The Times newspaper in London has recently completed the magnificent task of digitising its entire run of issues back to 1785, meaning every word, including all the advertisements, is now electronically searchable. This is a tremendous boon to historians, who will be greatly helped in finding the answers to many of the vexed historical questions of today, such as: is pale ale really a different drink from draught bitter?

Your man with his tent erected in the middle of the “pale ale and bitter are different styles” camp is Britain’s Leading Beer Writer™. In the latest edition of Beers of the World magazine, in a series of articles on beer styles, himself writes:

Let us begin by stating what pale ale is not. It’s not IPA – India Pale Ale – neither is it bitter.
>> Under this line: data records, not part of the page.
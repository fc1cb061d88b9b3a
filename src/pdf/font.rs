use super::refs::{ObjectReferences, RefType};
use crate::error::PdfError;
use crate::units::Pt;
use id_arena::Id;
use owned_ttf_parser::{AsFaceRef, Face, GlyphId, OwnedFace};
use pdf_writer::{
    types::{CidFontType, FontFlags, SystemInfo},
    Filter, Finish, Name, Pdf, Ref, Str,
};
use std::collections::BTreeMap;

/// An installed font face, embedded whole into the PDF as a Type0 font.
///
/// Sizes handed to the metric helpers are *em* sizes in points; use
/// [`Font::em_size`] to get from a cell height to an em size.
pub struct Font {
    pub face: OwnedFace,
    /// Family name the face was requested by
    pub family: String,
}

impl Font {
    /// Parse a font face out of raw font file bytes
    pub fn load<S: ToString>(bytes: Vec<u8>, index: u32, family: S) -> Result<Font, PdfError> {
        let face = OwnedFace::from_vec(bytes, index)?;
        Ok(Font {
            face,
            family: family.to_string(),
        })
    }

    fn face(&self) -> &Face<'_> {
        self.face.as_face_ref()
    }

    fn units_per_em(&self) -> f32 {
        self.face().units_per_em() as f32
    }

    /// Full name of the face, falling back to the family name
    pub fn name(&self) -> String {
        self.face()
            .names()
            .into_iter()
            .find(|name| name.name_id == owned_ttf_parser::name_id::FULL_NAME && name.is_unicode())
            .and_then(|name| name.to_string())
            .unwrap_or_else(|| self.family.clone())
    }

    /// Em size that makes ascent + descent equal `cell_height`
    pub fn em_size(&self, cell_height: Pt) -> Pt {
        let extent = (self.face().ascender() as f32 - self.face().descender() as f32).max(1.0);
        cell_height * (self.units_per_em() / extent)
    }

    /// Distance from the top of the text cell to the baseline
    pub fn ascent(&self, em: Pt) -> Pt {
        em * (self.face().ascender() as f32 / self.units_per_em())
    }

    /// Advance width of `text` at the given em size. Characters without a glyph use
    /// the fallback glyph's advance.
    pub fn width_of(&self, text: &str, em: Pt) -> Pt {
        let units: f32 = text
            .chars()
            .map(|ch| {
                self.face()
                    .glyph_hor_advance(GlyphId(self.glyph_id(ch)))
                    .unwrap_or_default() as f32
            })
            .sum();
        em * (units / self.units_per_em())
    }

    /// Mean advance of the lowercase latin letters, as a fraction of the em
    pub fn average_lowercase_advance(&self) -> f32 {
        let (sum, count) = ('a'..='z')
            .filter_map(|ch| self.face().glyph_index(ch))
            .filter_map(|gid| self.face().glyph_hor_advance(gid))
            .fold((0.0, 0), |(sum, count), adv| (sum + adv as f32, count + 1));
        if count == 0 {
            0.5
        } else {
            sum / count as f32 / self.units_per_em()
        }
    }

    /// Underline offset from the baseline (negative is below) and thickness
    pub fn underline(&self, em: Pt) -> (Pt, Pt) {
        let scaling = 1.0 / self.units_per_em();
        match self.face().underline_metrics() {
            Some(m) => (
                em * (m.position as f32 * scaling),
                em * (m.thickness.max(1) as f32 * scaling),
            ),
            None => (em * -0.1, em * 0.05),
        }
    }

    /// Glyph for `ch`, or the replacement character, `?`, or `.notdef` in that
    /// order of preference
    pub fn glyph_id(&self, ch: char) -> u16 {
        let face = self.face();
        face.glyph_index(ch)
            .or_else(|| face.glyph_index('\u{FFFD}'))
            .or_else(|| face.glyph_index('?'))
            .map(|gid| gid.0)
            .unwrap_or(0)
    }

    /// Glyph id -> the first character that maps to it
    fn glyph_chars(&self) -> BTreeMap<u16, char> {
        let mut map = BTreeMap::new();
        let Some(cmap) = self.face().tables().cmap else {
            return map;
        };
        for subtable in cmap.subtables.into_iter().filter(|table| table.is_unicode()) {
            subtable.codepoints(|codepoint| {
                if let (Ok(ch), Some(gid)) = (char::try_from(codepoint), subtable.glyph_index(codepoint)) {
                    if gid.0 > 0 {
                        map.entry(gid.0).or_insert(ch);
                    }
                }
            });
        }
        map
    }

    fn write_font_data(&self, refs: &mut ObjectReferences, index: usize, writer: &mut Pdf) -> Ref {
        let id = refs.gen(RefType::FontData(index));
        let data = self.face.as_slice();
        let compressed = miniz_oxide::deflate::compress_to_vec_zlib(
            data,
            miniz_oxide::deflate::CompressionLevel::DefaultLevel as u8,
        );
        let mut stream = writer.stream(id, compressed.as_slice());
        stream.filter(Filter::FlateDecode);
        stream.pair(Name(b"Length1"), data.len() as i32);
        id
    }

    fn write_descriptor(&self, refs: &mut ObjectReferences, index: usize, writer: &mut Pdf) -> Ref {
        let data_id = self.write_font_data(refs, index, writer);
        let face = self.face();
        let scaling = 1000.0 / self.units_per_em();

        let advances: Vec<f32> = self
            .glyph_chars()
            .keys()
            .filter_map(|&gid| face.glyph_hor_advance(GlyphId(gid)))
            .map(|adv| adv as f32 * scaling)
            .collect();
        let max_width = advances.iter().copied().fold(0.0, f32::max);
        let avg_width = if advances.is_empty() {
            0.0
        } else {
            advances.iter().sum::<f32>() / advances.len() as f32
        };

        let id = refs.gen(RefType::FontDescriptor(index));
        let mut descriptor = writer.font_descriptor(id);
        descriptor.name(Name(self.name().replace(' ', "").as_bytes()));
        descriptor.family(Str(self.family.as_bytes()));
        descriptor.weight(face.weight().to_number());

        let mut flags = FontFlags::NON_SYMBOLIC;
        if face.is_monospaced() {
            flags.insert(FontFlags::FIXED_PITCH);
        }
        if face.is_italic() {
            flags.insert(FontFlags::ITALIC);
        }
        descriptor.flags(flags);

        let bbox = face.global_bounding_box();
        descriptor.bbox(pdf_writer::Rect {
            x1: bbox.x_min as f32 * scaling,
            y1: bbox.y_min as f32 * scaling,
            x2: bbox.x_max as f32 * scaling,
            y2: bbox.y_max as f32 * scaling,
        });
        descriptor.italic_angle(face.italic_angle());
        descriptor.ascent(face.ascender() as f32 * scaling);
        descriptor.descent(face.descender() as f32 * scaling);
        descriptor.leading(face.line_gap() as f32 * scaling);
        let cap_height = face.capital_height().unwrap_or(face.ascender());
        descriptor.cap_height(cap_height as f32 * scaling);
        descriptor.x_height(face.x_height().unwrap_or(cap_height) as f32 * scaling);
        descriptor.stem_v(80.0);
        descriptor.avg_width(avg_width);
        descriptor.max_width(max_width);
        descriptor.font_file2(data_id);
        descriptor.finish();

        id
    }

    fn write_cid(&self, refs: &mut ObjectReferences, index: usize, writer: &mut Pdf) -> Ref {
        let descriptor_id = self.write_descriptor(refs, index, writer);
        let face = self.face();
        let scaling = 1000.0 / self.units_per_em();

        let id = refs.gen(RefType::CidFont(index));
        let mut cid_font = writer.cid_font(id);
        cid_font.subtype(CidFontType::Type2);
        cid_font.base_font(Name(format!("F{index}").as_bytes()));
        cid_font.system_info(SystemInfo {
            registry: Str(b"Adobe"),
            ordering: Str(b"Identity"),
            supplement: 0,
        });
        cid_font.font_descriptor(descriptor_id);
        cid_font.default_width(1000.0);

        // runs of consecutive glyph ids share one widths entry
        let mut widths = cid_font.widths();
        let mut run: Option<(u16, Vec<f32>)> = None;
        for gid in 0..face.number_of_glyphs() {
            let width = face.glyph_hor_advance(GlyphId(gid)).unwrap_or_default() as f32 * scaling;
            match run.as_mut() {
                Some((_, run_widths)) if run_widths.len() < 256 => run_widths.push(width),
                _ => {
                    if let Some((start, run_widths)) = run.take() {
                        widths.consecutive(start, run_widths);
                    }
                    run = Some((gid, vec![width]));
                }
            }
        }
        if let Some((start, run_widths)) = run {
            widths.consecutive(start, run_widths);
        }
        widths.finish();

        cid_font.cid_to_gid_map_predefined(Name(b"Identity"));
        id
    }

    fn write_to_unicode(&self, refs: &mut ObjectReferences, index: usize, writer: &mut Pdf) -> Ref {
        let id = refs.gen(RefType::ToUnicode(index));

        let mut cmap = String::from(
            "/CIDInit /ProcSet findresource begin\n\
             12 dict begin\n\
             begincmap\n\
             /CIDSystemInfo << /Registry (Adobe) /Ordering (UCS) /Supplement 0 >> def\n\
             /CMapName /Adobe-Identity-UCS def\n\
             /CMapType 2 def\n\
             1 begincodespacerange\n<0000> <FFFF>\nendcodespacerange\n",
        );

        // bfchar blocks hold at most 100 entries
        let entries: Vec<(u16, char)> = self.glyph_chars().into_iter().collect();
        for block in entries.chunks(100) {
            cmap.push_str(&format!("{} beginbfchar\n", block.len()));
            for (gid, ch) in block {
                let mut utf16 = [0u16; 2];
                let hex: String = ch
                    .encode_utf16(&mut utf16)
                    .iter()
                    .map(|unit| format!("{unit:04x}"))
                    .collect();
                cmap.push_str(&format!("<{gid:04x}> <{hex}>\n"));
            }
            cmap.push_str("endbfchar\n");
        }
        cmap.push_str("endcmap CMapName currentdict /CMap defineresource pop end end\n");

        let compressed = miniz_oxide::deflate::compress_to_vec_zlib(
            cmap.as_bytes(),
            miniz_oxide::deflate::CompressionLevel::DefaultLevel as u8,
        );
        writer
            .stream(id, compressed.as_slice())
            .filter(Filter::FlateDecode);

        id
    }

    pub(crate) fn write(&self, refs: &mut ObjectReferences, id: Id<Font>, writer: &mut Pdf) {
        let index = id.index();
        let font_id = refs.gen(RefType::Font(index));
        let cid_font_id = self.write_cid(refs, index, writer);
        let to_unicode_id = self.write_to_unicode(refs, index, writer);

        let mut font = writer.type0_font(font_id);
        font.base_font(Name(format!("F{index}").as_bytes()));
        font.encoding_predefined(Name(b"Identity-H"));
        font.descendant_font(cid_font_id);
        font.to_unicode(to_unicode_id);
    }
}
Pale ale stands between the two … Bitter, as we shall see later in the series, is an early 20th century beer, brewed to meet the demands of the new “tied pubs” of large brewers who wanted a draught “running beer” that could be served after only a few days of cellar conditioning.

However, the evidence points overwhelmingly towards pale ale and bitter being regarded as synonyms by both the public and brewers from the time the terms first appeared. (I won’t comment on Roger’s second claim, that 20th century bitter was a new invention that needed only a few days of cellar conditioning, until his promised piece on the history of bitter comes out).